Merge pull request #68 from PanZezhong1725/add_relu

PanZezhong1725 · web-flow · commit 49ee9f2b779f · 2024-11-06T10:08:22.000+08:00
Add ReLU CPU and CUDA implementation
diff --git a/include/infini_operators.h b/include/infini_operators.h
@@ -7,6 +7,7 @@
 #include "ops/mlp/mlp.h"
 #include "ops/random_sample/random_sample.h"
 #include "ops/rearrange/rearrange.h"
+#include "ops/relu/relu.h"
 #include "ops/rms_norm/rms_norm.h"
 #include "ops/rotary_embedding/rotary_embedding.h"
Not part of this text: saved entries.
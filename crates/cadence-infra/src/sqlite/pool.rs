//! Database pool with split reader/writer connections in WAL mode.
//!
//! SQLite allows only one writer at a time. `DatabasePool` pairs a
//! multi-connection reader pool with a single-connection writer pool, which
//! also serializes journal appends so sequence numbers never race.

use std::path::Path;
use std::str::FromStr;
use std::time::Duration;

use sqlx::sqlite::{SqliteConnectOptions, SqliteJournalMode, SqlitePool, SqlitePoolOptions};

/// Split read/write pool for SQLite with WAL mode.
#[derive(Clone)]
pub struct DatabasePool {
    pub reader: SqlitePool,
    pub writer: SqlitePool,
}

impl DatabasePool {
    /// Open both pools and run embedded migrations on the writer.
    pub async fn new(database_url: &str) -> Result<Self, sqlx::Error> {
        let base_opts = SqliteConnectOptions::from_str(database_url)?
            .journal_mode(SqliteJournalMode::Wal)
            .foreign_keys(true)
            .busy_timeout(Duration::from_secs(5))
            .create_if_missing(true);

        let read_opts = base_opts.clone().read_only(true);
        let write_opts = base_opts;

        let writer = SqlitePoolOptions::new()
            .max_connections(1)
            .connect_with(write_opts)
            .await?;

        // Migrations must exist before the read-only pool opens.
        sqlx::migrate!("../../migrations").run(&writer).await?;

        let reader = SqlitePoolOptions::new()
            .max_connections(8)
            .connect_with(read_opts)
            .await?;

        Ok(Self { reader, writer })
    }

    /// Open the pool, retrying up to `max_attempts` times `delay` apart.
    pub async fn connect_with_retry(
        database_url: &str,
        max_attempts: u32,
        delay: Duration,
    ) -> Result<Self, sqlx::Error> {
        let max_attempts = max_attempts.max(1);
        let mut attempt = 1;
        loop {
            match Self::new(database_url).await {
                Ok(pool) => {
                    tracing::info!(attempt, "journal database opened");
                    return Ok(pool);
                }
                Err(err) if attempt < max_attempts => {
                    tracing::warn!(
                        attempt,
                        max_attempts,
                        error = %err,
                        "failed to open journal database, retrying"
                    );
                    tokio::time::sleep(delay).await;
                    attempt += 1;
                }
                Err(err) => return Err(err),
            }
        }
    }
}

/// `sqlite://{data_dir}/cadence.db`
pub fn database_url(data_dir: &Path) -> String {
    format!("sqlite://{}/cadence.db", data_dir.display())
}

#[cfg(test)]
mod tests {
    use super::*;

    #[tokio::test]
    async fn test_pool_creates_history_table() {
        let dir = tempfile::tempdir().unwrap();
        let url = format!("sqlite://{}?mode=rwc", dir.path().join("test.db").display());

        let pool = DatabasePool::new(&url).await.unwrap();

        let tables: Vec<(String,)> = sqlx::query_as(
            "SELECT name FROM sqlite_master WHERE type='table' AND name NOT LIKE 'sqlite_%' AND name != '_sqlx_migrations' ORDER BY name",
        )
        .fetch_all(&pool.reader)
        .await
        .unwrap();

        let table_names: Vec<&str> = tables.iter().map(|t| t.0.as_str()).collect();
        assert_eq!(table_names, vec!["workflow_history"]);
    }

    #[tokio::test]
    async fn test_pool_wal_mode() {
        let dir = tempfile::tempdir().unwrap();
        let url = format!("sqlite://{}?mode=rwc", dir.path().join("wal.db").display());

        let pool = DatabasePool::new(&url).await.unwrap();

        let result: (String,) = sqlx::query_as("PRAGMA journal_mode")
            .fetch_one(&pool.writer)
            .await
            .unwrap();
        assert_eq!(result.0.to_lowercase(), "wal");
    }

    #[tokio::test]
    async fn test_connect_with_retry_gives_up() {
        // A directory that does not exist cannot hold the database file.
        let url = "sqlite:///nonexistent-cadence-dir/sub/cadence.db";
        let result = DatabasePool::connect_with_retry(url, 2, Duration::from_millis(1)).await;
        assert!(result.is_err());
    }

    #[test]
    fn test_database_url() {
        let url = database_url(Path::new("/tmp/cadence"));
        assert_eq!(url, "sqlite:///tmp/cadence/cadence.db");
    }
}
//! Substrate connection manager.
//!
//! Owns the answer to "can we reach the substrate right now?". The state
//! lives in a `watch` channel; consumers read it, the background loop and
//! [`ConnectionManager::report_failure`] write it.
//!
//! ```text
//! DISCONNECTED --attempt--> CONNECTING --ping ok--> CONNECTED
//!      ^                        |                       |
//!      +------ping failed-------+----transport error----+
//! ```

use std::sync::Arc;
use std::time::Duration;

use serde::{Deserialize, Serialize};
use tokio::sync::{Notify, watch};
use tokio_util::sync::CancellationToken;

use cadence_types::error::SubstrateError;

use super::SubstrateClient;

/// Link state between this process and the substrate.
#[derive(Debug, Clone, Copy, PartialEq, Eq, Serialize, Deserialize)]
#[serde(rename_all = "lowercase")]
pub enum ConnectionState {
    Connected,
    Disconnected,
    Connecting,
}

impl std::fmt::Display for ConnectionState {
    fn fmt(&self, f: &mut std::fmt::Formatter<'_>) -> std::fmt::Result {
        match self {
            ConnectionState::Connected => write!(f, "connected"),
            ConnectionState::Disconnected => write!(f, "disconnected"),
            ConnectionState::Connecting => write!(f, "connecting"),
        }
    }
}

/// State plus the most recent failure, if any.
#[derive(Debug, Clone, PartialEq, Eq)]
pub struct ConnectionStatus {
    pub state: ConnectionState,
    pub detail: Option<String>,
}

/// Tracks substrate reachability and reconnects in the background.
#[derive(Debug)]
pub struct ConnectionManager {
    status: watch::Sender<ConnectionStatus>,
    wake: Notify,
}

impl Default for ConnectionManager {
    fn default() -> Self {
        Self::new()
    }
}

impl ConnectionManager {
    /// A manager that starts DISCONNECTED.
    pub fn new() -> Self {
        let (status, _) = watch::channel(ConnectionStatus {
            state: ConnectionState::Disconnected,
            detail: Some("not connected yet".to_string()),
        });
        Self {
            status,
            wake: Notify::new(),
        }
    }

    pub fn state(&self) -> ConnectionState {
        self.status.borrow().state
    }

    pub fn status(&self) -> ConnectionStatus {
        self.status.borrow().clone()
    }

    pub fn is_connected(&self) -> bool {
        self.state() == ConnectionState::Connected
    }

    /// Observe state changes.
    pub fn subscribe(&self) -> watch::Receiver<ConnectionStatus> {
        self.status.subscribe()
    }

    /// Human-readable reason the link is not up.
    pub fn detail(&self) -> String {
        let status = self.status.borrow();
        match (&status.state, &status.detail) {
            (ConnectionState::Connected, _) => "connected".to_string(),
            (state, Some(detail)) => format!("substrate is {state}: {detail}"),
            (state, None) => format!("substrate is {state}"),
        }
    }

    /// Record the outcome of a substrate call.
    ///
    /// Only transport failures flip the state; a `WorkflowNotFound` proves
    /// the link works.
    pub fn report_failure(&self, error: &SubstrateError) {
        if !error.is_unavailable() {
            return;
        }
        let was_connected = self.is_connected();
        self.set(ConnectionState::Disconnected, Some(error.to_string()));
        if was_connected {
            tracing::warn!(error = %error, "lost connection to substrate");
        }
        self.wake.notify_one();
    }

    /// One connection attempt: CONNECTING, then CONNECTED or DISCONNECTED.
    pub async fn connect<S: SubstrateClient>(&self, client: &S) -> bool {
        let was_connected = self.is_connected();
        if !was_connected {
            self.set(ConnectionState::Connecting, None);
        }

        match client.ping().await {
            Ok(()) => {
                self.set(ConnectionState::Connected, None);
                if !was_connected {
                    tracing::info!("connected to substrate");
                }
                true
            }
            Err(err) => {
                self.set(ConnectionState::Disconnected, Some(err.to_string()));
                if was_connected {
                    tracing::warn!(error = %err, "substrate health check failed");
                } else {
                    tracing::debug!(error = %err, "substrate connection attempt failed");
                }
                false
            }
        }
    }

    /// Spawn the background loop: one attempt per `interval` (or sooner after
    /// a reported failure) until `cancel` fires.
    pub fn spawn<S: SubstrateClient + 'static>(
        self: &Arc<Self>,
        client: Arc<S>,
        interval: Duration,
        cancel: CancellationToken,
    ) -> tokio::task::JoinHandle<()> {
        let manager = Arc::clone(self);
        tokio::spawn(async move {
            loop {
                manager.connect(client.as_ref()).await;

                tokio::select! {
                    _ = cancel.cancelled() => break,
                    _ = tokio::time::sleep(interval) => {}
                    _ = manager.wake.notified() => {
                        // a failure was just observed; give the substrate one interval
                        tokio::select! {
                            _ = cancel.cancelled() => break,
                            _ = tokio::time::sleep(interval) => {}
                        }
                    }
                }
            }
            tracing::debug!("substrate connection loop stopped");
        })
    }

    fn set(&self, state: ConnectionState, detail: Option<String>) {
        self.status.send_replace(ConnectionStatus { state, detail });
    }
}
 #include "ops/swiglu/swiglu.h"
diff --git a/include/ops/relu/relu.h b/include/ops/relu/relu.h
@@ -0,0 +1,25 @@
+#ifndef RELU_H
+#define RELU_H
+
+#include "../../export.h"
+#include "../../operators.h"
+
+typedef struct ReluDescriptor {
+    Device device;
+} ReluDescriptor;
+
+typedef ReluDescriptor *infiniopReluDescriptor_t;
+
+__C __export infiniopStatus_t infiniopCreateReluDescriptor(infiniopHandle_t handle,
+                                                           infiniopReluDescriptor_t *desc_ptr,
+                                                           infiniopTensorDescriptor_t y,
+                                                           infiniopTensorDescriptor_t x);
+
+__C __export infiniopStatus_t infiniopRelu(infiniopReluDescriptor_t desc,
+                                           void *y,
+                                           void const *x,
+                                           void *stream);
+
+__C __export infiniopStatus_t infiniopDestroyReluDescriptor(infiniopReluDescriptor_t desc);
+
+#endif
diff --git a/operatorspy/tests/relu.py b/operatorspy/tests/relu.py
@@ -0,0 +1,175 @@
+from ctypes import POINTER, Structure, c_int32, c_void_p
+import ctypes
+import sys
+import os
+import time
+
+sys.path.insert(0, os.path.abspath(os.path.join(os.path.dirname(__file__), "..", "..")))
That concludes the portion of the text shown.